3. The method according to claim 1, wherein in the step 2, the separation matrix of each frequency band is initialized by using an identity matrix, the diagonal element of the matrix is 1, and the remaining elements are 0.

4. The method according to claim 1, wherein in step 32, when a laplace distribution is selected as the source signal distribution model, an update rule for obtaining the separation matrix is:

wherein Representing a separation matrix W ^k In (2), the superscript H denotes the conjugate transpose, x ^k Representing a mixed signal vector in the kth frequency band, is->M represents the total number of microphones, G' (. Cndot.) represents the first derivative of G (. Cndot.), G (r) _n )＝r _n ，G'(r _n )＝1；e _n Representing a unit vector, the nth element being 1, the remaining elements being 0;

when multi-channel non-negative matrix factorization is selected as a source signal model, the update rule of the obtained separation matrix is as follows:

wherein t_kl,n and v_lt,n The update rules of (a) are respectively:

wherein ,represents sample average, e _n Representing a unit vector, the nth element being 1, the remaining elements being 0,l' new indicators of the base; />Representing a separation matrix W ^k The superscript H denotes the conjugate transpose.
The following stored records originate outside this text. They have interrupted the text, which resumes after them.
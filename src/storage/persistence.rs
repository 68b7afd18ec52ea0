//! Ledger persistence layer
//!
//! The block stream, the configuration, the wallet's tracked scripts and the
//! outpoints the wallet owns are written. The Output Ledger is rebuilt by
//! replaying the blocks on load, and the ownership index is reinstated from
//! the saved outpoints, so a script tracked without a rescan stays unscanned.

use crate::core::{Block, LedgerConfig, LedgerError, OutPoint};
use crate::node::Node;
use crate::wallet::{Wallet, WalletData};
use log::{debug, info};
use serde::{Deserialize, Serialize};
use std::fs;
use std::io::{self, BufReader, BufWriter};
use std::path::{Path, PathBuf};
use thiserror::Error;

/// Storage errors
#[derive(Error, Debug)]
pub enum StorageError {
    #[error("IO error: {0}")]
    IoError(#[from] io::Error),
    #[error("Serialization error: {0}")]
    SerializationError(#[from] serde_json::Error),
    #[error("Invalid data: {0}")]
    InvalidData(String),
    #[error("Replay failed: {0}")]
    Replay(#[from] LedgerError),
}

/// Storage configuration
#[derive(Debug, Clone)]
pub struct StorageConfig {
    pub data_dir: PathBuf,
    pub chain_file: String,
    pub backup_enabled: bool,
    pub max_backups: usize,
}

impl Default for StorageConfig {
    fn default() -> Self {
        Self {
            data_dir: PathBuf::from(".ledger_data"),
            chain_file: "chain.json".to_string(),
            backup_enabled: true,
            max_backups: 5,
        }
    }
}

/// On-disk layout of a saved node
#[derive(Debug, Serialize)]
struct ChainFileRef<'a> {
    config: &'a LedgerConfig,
    blocks: &'a [Block],
    wallet: WalletData,
    owned: Vec<OutPoint>,
}

#[derive(Debug, Deserialize)]
struct ChainFile {
    #[serde(default)]
    config: LedgerConfig,
    blocks: Vec<Block>,
    wallet: WalletData,
    /// Missing in files written before ownership was saved
    #[serde(default)]
    owned: Option<Vec<OutPoint>>,
}

impl ChainFile {
    fn into_node(self) -> Result<Node, StorageError> {
        let wallet = Wallet::from_data(self.wallet);
        let node = match self.owned {
            Some(owned) => Node::restore(self.config, wallet, self.blocks, &owned)?,
            None => Node::replay(self.config, wallet, self.blocks)?,
        };
        Ok(node)
    }
}

/// Ledger storage manager
pub struct Storage {
    config: StorageConfig,
}

impl Storage {
    /// Create a new storage manager
    pub fn new(config: StorageConfig) -> Result<Self, StorageError> {
        fs::create_dir_all(&config.data_dir)?;
        Ok(Self { config })
    }

    fn chain_path(&self) -> PathBuf {
        self.config.data_dir.join(&self.config.chain_file)
    }

    fn backup_path(&self, index: usize) -> PathBuf {
        self.config
            .data_dir
            .join(format!("{}.backup.{}", self.config.chain_file, index))
    }

    /// Save the node to disk
    pub fn save(&self, node: &Node) -> Result<(), StorageError> {
        let path = self.chain_path();

        if self.config.backup_enabled && self.config.max_backups > 0 && path.exists() {
            self.rotate_backups()?;
            fs::copy(&path, self.backup_path(0))?;
        }

        // Write to temporary file first
        let temp_path = self.config.data_dir.join(format!("{}.tmp", self.config.chain_file));
        save_to_file(node, &temp_path)?;

        // Atomic rename
        fs::rename(&temp_path, &path)?;
        debug!("Saved chain at height {} to {:?}", node.tip(), path);

        Ok(())
    }

    /// Load the node from disk, replaying every block
    pub fn load(&self) -> Result<Node, StorageError> {
        let path = self.chain_path();

        if !path.exists() {
            return Err(StorageError::InvalidData("Chain file not found".to_string()));
        }

        let node = load_from_file(&path)?;
        info!("Loaded chain at height {} from {:?}", node.tip(), path);
        Ok(node)
    }

    /// Check if a saved chain exists
    pub fn exists(&self) -> bool {
        self.chain_path().exists()
    }

    fn rotate_backups(&self) -> Result<(), StorageError> {
        let oldest = self.backup_path(self.config.max_backups - 1);
        if oldest.exists() {
            fs::remove_file(&oldest)?;
        }

        for i in (0..self.config.max_backups - 1).rev() {
            let current = self.backup_path(i);
            if current.exists() {
                fs::rename(&current, self.backup_path(i + 1))?;
            }
        }

        Ok(())
    }

    /// Restore from a backup
    pub fn restore_backup(&self, backup_index: usize) -> Result<Node, StorageError> {
        let backup_path = self.backup_path(backup_index);

        if !backup_path.exists() {
            return Err(StorageError::InvalidData(format!(
                "Backup {} not found",
                backup_index
            )));
        }

        load_from_file(&backup_path)
    }

    /// List available backups
    pub fn list_backups(&self) -> Vec<usize> {
        (0..self.config.max_backups)
            .filter(|i| self.backup_path(*i).exists())
            .collect()
    }

    /// Get storage statistics
    pub fn stats(&self) -> Result<StorageStats, StorageError> {
        let path = self.chain_path();

        let file_size = if path.exists() {
            fs::metadata(&path)?.len()
        } else {
            0
        };

        Ok(StorageStats {
            file_size,
            backup_count: self.list_backups().len(),
            data_dir: self.config.data_dir.clone(),
        })
    }
}

/// Storage statistics
#[derive(Debug)]
pub struct StorageStats {
    pub file_size: u64,
    pub backup_count: usize,
    pub data_dir: PathBuf,
}

/// Save a node to a specific file path
pub fn save_to_file(node: &Node, path: &Path) -> Result<(), StorageError> {
    let file = fs::File::create(path)?;
    let writer = BufWriter::new(file);
    let data = ChainFileRef {
        config: node.config(),
        blocks: node.chain().blocks(),
        wallet: node.wallet().to_data(),
        owned: node.owned_outpoints(),
    };
    serde_json::to_writer_pretty(writer, &data)?;
    Ok(())
}

/// Load a node from a specific file path
pub fn load_from_file(path: &Path) -> Result<Node, StorageError> {
    let file = fs::File::open(path)?;
    let reader = BufReader::new(file);
    let data: ChainFile = serde_json::from_reader(reader)?;
    data.into_node()
}

#[cfg(test)]
mod tests {
    use super::*;

    fn node() -> Node {
        let config = LedgerConfig::default().with_maturity(2);
        let mut node = Node::with_stake(config, Wallet::new("storage-test"), 800).unwrap();
        node.generate(2, None).unwrap();
        node
    }

    fn storage(dir: &tempfile::TempDir, max_backups: usize) -> Storage {
        Storage::new(StorageConfig {
            data_dir: dir.path().to_path_buf(),
            max_backups,
            ..Default::default()
        })
        .unwrap()
    }

    #[test]
    fn test_save_load_node() {
        let temp_dir = tempfile::tempdir().unwrap();
        let storage = storage(&temp_dir, 5);
        let mut node = node();
        let imported = node.new_address();
        let spend = node.build_spend(&imported, 100).unwrap();
        node.mine_block(vec![spend.transaction]).unwrap();

        storage.save(&node).unwrap();
        assert!(storage.exists());

        let loaded = storage.load().unwrap();
        assert_eq!(loaded.tip(), node.tip());
        assert_eq!(loaded.config(), node.config());
        assert_eq!(loaded.wallet().scripts(), node.wallet().scripts());
        assert_eq!(loaded.wallet().index(), node.wallet().index());
        assert_eq!(loaded.get_balance(None).unwrap(), node.get_balance(None).unwrap());
        assert_eq!(loaded.chain().utxo_hash(), node.chain().utxo_hash());
    }

    #[test]
    fn test_tracked_script_waits_for_rescan() {
        let temp_dir = tempfile::tempdir().unwrap();
        let storage = storage(&temp_dir, 5);
        let mut node = node();
        node.generate(1, Some(("imported", 40))).unwrap();
        node.track_script("imported");
        storage.save(&node).unwrap();

        let mut loaded = storage.load().unwrap();
        assert_eq!(loaded.wallet().index(), node.wallet().index());
        assert_eq!(loaded.get_balance(Some(10)).unwrap(), 800);

        loaded.rescan(0, loaded.tip()).unwrap();
        storage.save(&loaded).unwrap();
        assert_eq!(storage.load().unwrap().get_balance(Some(10)).unwrap(), 840);
    }

    #[test]
    fn test_file_without_ownership_is_rescanned() {
        let temp_dir = tempfile::tempdir().unwrap();
        let storage = storage(&temp_dir, 0);
        let mut node = node();
        node.generate(1, Some(("imported", 40))).unwrap();
        node.track_script("imported");
        storage.save(&node).unwrap();

        let path = temp_dir.path().join("chain.json");
        let mut value: serde_json::Value =
            serde_json::from_str(&fs::read_to_string(&path).unwrap()).unwrap();
        value.as_object_mut().unwrap().remove("owned");
        fs::write(&path, value.to_string()).unwrap();

        assert_eq!(storage.load().unwrap().get_balance(Some(10)).unwrap(), 840);
    }

    #[test]
    fn test_backup_rotation() {
        let temp_dir = tempfile::tempdir().unwrap();
        let storage = storage(&temp_dir, 3);
        let mut node = node();

        for _ in 0..5 {
            storage.save(&node).unwrap();
            node.generate(1, None).unwrap();
        }

        assert_eq!(storage.list_backups(), vec![0, 1, 2]);
        let restored = storage.restore_backup(0).unwrap();
        assert_eq!(restored.tip(), node.tip() - 2);
        assert!(storage.restore_backup(7).is_err());
    }

    #[test]
    fn test_tampered_chain_fails_replay() {
        let temp_dir = tempfile::tempdir().unwrap();
        let storage = storage(&temp_dir, 0);
        storage.save(&node()).unwrap();

        let path = temp_dir.path().join("chain.json");
        let mut value: serde_json::Value =
            serde_json::from_str(&fs::read_to_string(&path).unwrap()).unwrap();
        value["blocks"][1]["previous_hash"] = serde_json::Value::String("00".to_string());
        fs::write(&path, value.to_string()).unwrap();

        assert!(matches!(storage.load(), Err(StorageError::Replay(_))));
    }

    #[test]
    fn test_missing_file() {
        let temp_dir = tempfile::tempdir().unwrap();
        let storage = storage(&temp_dir, 5);
        assert!(matches!(storage.load(), Err(StorageError::InvalidData(_))));
        assert_eq!(storage.stats().unwrap().file_size, 0);
    }
}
5. The method for separating voice signals from sound sources according to claim 1, wherein in the step 4, the separation matrix is subjected to the size normalization according to the minimum distortion criterion, and the specific steps are as follows:

W ^k ←(W ^k (W ^k ) ^H ) ^-1/2 W ^k

where K is a frequency index, k=1, 2, …, K is the total number of frequency bands; w (W) ^k The separation matrix of the kth frequency band is represented, and the superscript H represents the conjugate transpose.

6. The method for separating a speech signal from a sound source according to claim 5, wherein the specific steps of step 5 are as follows: separating matrix W obtained in step 4 ^k With the mixed speech time-frequency domain signal x to be processed ^k Multiplying to estimate the separated time-frequency domain voice signal y ^k 。

7. The method for separating a voice signal from a sound source according to claim 1, wherein the specific steps of step 6 are as follows: and (5) performing short-time Fourier inverse transformation on the time-frequency domain voice signals estimated in the step (5) to obtain separated time domain voice signals.